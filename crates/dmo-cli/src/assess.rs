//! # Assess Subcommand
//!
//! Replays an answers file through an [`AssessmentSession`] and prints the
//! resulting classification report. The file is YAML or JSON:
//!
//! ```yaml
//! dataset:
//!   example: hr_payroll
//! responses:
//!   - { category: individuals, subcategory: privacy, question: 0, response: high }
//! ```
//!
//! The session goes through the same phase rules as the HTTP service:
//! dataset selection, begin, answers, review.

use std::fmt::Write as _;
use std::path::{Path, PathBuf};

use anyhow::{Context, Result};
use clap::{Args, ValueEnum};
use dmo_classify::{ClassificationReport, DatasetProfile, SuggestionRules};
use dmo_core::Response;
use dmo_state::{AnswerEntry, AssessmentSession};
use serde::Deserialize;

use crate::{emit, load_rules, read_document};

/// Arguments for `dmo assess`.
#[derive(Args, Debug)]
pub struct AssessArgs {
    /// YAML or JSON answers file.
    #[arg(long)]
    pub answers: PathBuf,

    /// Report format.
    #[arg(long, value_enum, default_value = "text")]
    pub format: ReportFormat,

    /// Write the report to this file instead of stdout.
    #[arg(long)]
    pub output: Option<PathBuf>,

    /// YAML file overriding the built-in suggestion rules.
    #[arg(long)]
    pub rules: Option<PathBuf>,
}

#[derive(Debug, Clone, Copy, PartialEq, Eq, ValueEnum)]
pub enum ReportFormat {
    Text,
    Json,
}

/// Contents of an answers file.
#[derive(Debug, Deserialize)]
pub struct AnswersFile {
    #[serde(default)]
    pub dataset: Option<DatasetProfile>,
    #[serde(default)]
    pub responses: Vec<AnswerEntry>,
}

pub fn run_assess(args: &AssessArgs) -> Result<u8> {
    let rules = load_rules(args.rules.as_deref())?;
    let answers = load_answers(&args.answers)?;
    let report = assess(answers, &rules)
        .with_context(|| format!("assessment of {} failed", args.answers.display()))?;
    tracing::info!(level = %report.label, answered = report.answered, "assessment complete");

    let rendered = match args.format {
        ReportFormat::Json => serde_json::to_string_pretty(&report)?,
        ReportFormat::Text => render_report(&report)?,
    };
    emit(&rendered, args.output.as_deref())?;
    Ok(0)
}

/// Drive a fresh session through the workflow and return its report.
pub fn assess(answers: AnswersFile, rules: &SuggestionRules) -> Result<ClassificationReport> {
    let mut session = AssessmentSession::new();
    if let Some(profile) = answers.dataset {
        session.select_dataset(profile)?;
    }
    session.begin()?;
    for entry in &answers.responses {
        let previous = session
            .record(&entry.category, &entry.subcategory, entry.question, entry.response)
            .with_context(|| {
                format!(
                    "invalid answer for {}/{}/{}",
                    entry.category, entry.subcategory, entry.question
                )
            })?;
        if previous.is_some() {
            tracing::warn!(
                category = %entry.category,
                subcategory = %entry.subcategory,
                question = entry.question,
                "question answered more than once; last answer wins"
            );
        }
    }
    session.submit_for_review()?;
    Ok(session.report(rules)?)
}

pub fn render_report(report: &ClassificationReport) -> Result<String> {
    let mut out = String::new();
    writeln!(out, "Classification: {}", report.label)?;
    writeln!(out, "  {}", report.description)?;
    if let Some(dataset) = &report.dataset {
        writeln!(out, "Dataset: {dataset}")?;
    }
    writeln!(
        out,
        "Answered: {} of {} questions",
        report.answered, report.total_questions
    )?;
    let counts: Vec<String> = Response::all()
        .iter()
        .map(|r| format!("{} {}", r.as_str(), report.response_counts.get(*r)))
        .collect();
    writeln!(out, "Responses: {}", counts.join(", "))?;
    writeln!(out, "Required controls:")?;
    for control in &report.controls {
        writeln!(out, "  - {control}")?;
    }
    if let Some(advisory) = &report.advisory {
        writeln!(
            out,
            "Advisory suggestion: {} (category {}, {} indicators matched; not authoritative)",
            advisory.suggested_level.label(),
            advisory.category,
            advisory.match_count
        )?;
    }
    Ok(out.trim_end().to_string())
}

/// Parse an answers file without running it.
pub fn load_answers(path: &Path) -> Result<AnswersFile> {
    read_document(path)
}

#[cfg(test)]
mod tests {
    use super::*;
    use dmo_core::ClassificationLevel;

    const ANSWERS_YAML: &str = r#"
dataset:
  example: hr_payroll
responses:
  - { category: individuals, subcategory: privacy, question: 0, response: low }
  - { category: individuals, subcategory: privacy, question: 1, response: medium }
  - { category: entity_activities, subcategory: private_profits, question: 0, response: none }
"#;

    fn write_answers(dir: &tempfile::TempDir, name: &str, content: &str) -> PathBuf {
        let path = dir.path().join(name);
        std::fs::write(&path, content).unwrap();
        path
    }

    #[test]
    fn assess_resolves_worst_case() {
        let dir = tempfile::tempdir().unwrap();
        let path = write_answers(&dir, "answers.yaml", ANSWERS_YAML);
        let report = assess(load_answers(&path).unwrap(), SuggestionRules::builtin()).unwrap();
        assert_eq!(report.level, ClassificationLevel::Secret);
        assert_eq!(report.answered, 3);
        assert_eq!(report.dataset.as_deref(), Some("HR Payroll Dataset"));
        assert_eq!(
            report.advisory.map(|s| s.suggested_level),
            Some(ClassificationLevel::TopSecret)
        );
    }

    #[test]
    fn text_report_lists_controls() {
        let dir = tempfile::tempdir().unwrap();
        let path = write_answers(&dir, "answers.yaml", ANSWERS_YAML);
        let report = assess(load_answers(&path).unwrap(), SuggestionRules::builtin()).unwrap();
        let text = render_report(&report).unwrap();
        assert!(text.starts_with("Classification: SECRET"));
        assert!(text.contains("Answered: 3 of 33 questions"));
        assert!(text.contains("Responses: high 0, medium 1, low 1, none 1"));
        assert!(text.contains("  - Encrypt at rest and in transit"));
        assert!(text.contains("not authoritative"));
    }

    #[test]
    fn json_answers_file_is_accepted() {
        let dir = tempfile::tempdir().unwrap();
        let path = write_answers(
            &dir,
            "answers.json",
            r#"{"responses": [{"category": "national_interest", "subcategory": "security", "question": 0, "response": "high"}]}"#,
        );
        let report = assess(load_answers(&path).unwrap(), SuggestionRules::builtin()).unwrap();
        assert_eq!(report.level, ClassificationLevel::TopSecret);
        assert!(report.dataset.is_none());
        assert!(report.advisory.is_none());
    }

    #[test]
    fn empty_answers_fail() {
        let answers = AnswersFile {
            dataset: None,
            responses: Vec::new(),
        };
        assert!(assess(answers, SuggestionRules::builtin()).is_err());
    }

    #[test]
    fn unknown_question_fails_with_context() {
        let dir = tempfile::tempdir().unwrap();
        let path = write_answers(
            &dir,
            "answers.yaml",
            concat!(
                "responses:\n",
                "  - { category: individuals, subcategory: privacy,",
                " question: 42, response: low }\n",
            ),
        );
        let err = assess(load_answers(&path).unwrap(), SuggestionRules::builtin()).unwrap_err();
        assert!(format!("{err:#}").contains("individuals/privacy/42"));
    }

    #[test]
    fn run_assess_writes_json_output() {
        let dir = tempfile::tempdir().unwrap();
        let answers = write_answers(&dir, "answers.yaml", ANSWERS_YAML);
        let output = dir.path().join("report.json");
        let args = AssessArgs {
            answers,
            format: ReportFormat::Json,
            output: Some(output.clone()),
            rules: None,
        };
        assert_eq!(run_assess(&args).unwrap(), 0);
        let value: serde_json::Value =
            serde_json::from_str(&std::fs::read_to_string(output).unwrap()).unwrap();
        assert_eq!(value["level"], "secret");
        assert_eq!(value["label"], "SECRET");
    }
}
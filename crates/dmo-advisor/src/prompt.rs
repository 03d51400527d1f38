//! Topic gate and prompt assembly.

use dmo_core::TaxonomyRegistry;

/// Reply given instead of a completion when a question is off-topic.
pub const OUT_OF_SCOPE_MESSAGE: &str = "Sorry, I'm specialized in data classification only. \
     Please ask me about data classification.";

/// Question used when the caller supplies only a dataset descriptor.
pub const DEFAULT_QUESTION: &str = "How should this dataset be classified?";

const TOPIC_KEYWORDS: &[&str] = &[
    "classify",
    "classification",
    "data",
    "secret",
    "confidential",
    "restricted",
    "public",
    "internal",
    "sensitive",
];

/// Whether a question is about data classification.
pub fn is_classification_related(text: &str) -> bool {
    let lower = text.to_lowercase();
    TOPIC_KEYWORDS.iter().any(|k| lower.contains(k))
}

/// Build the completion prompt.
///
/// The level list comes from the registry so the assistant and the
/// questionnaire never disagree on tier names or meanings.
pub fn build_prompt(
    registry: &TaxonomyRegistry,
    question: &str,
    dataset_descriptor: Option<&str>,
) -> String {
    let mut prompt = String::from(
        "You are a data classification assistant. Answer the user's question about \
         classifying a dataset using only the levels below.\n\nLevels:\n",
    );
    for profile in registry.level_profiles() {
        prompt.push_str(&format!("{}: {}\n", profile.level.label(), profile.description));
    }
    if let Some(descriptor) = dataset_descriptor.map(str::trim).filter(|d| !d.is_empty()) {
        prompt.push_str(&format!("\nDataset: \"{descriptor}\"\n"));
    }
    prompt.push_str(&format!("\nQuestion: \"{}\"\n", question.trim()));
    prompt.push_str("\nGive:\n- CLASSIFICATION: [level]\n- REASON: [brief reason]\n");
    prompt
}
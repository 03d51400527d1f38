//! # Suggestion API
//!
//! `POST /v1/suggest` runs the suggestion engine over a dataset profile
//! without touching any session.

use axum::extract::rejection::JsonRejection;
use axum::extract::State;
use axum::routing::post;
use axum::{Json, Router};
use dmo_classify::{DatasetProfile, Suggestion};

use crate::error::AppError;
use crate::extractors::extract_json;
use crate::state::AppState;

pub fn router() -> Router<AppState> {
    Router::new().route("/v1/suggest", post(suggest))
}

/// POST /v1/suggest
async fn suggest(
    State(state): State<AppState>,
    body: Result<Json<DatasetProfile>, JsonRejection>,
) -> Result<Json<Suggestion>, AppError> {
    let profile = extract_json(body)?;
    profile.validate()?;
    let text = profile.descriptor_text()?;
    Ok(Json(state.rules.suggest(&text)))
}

[Assigned task]
For each line of the data that has the word "derive", report that line.

[Response]
#[derive(Args, Debug)]
#[derive(Debug, Clone, Copy, PartialEq, Eq, ValueEnum)]
#[derive(Debug, Deserialize)]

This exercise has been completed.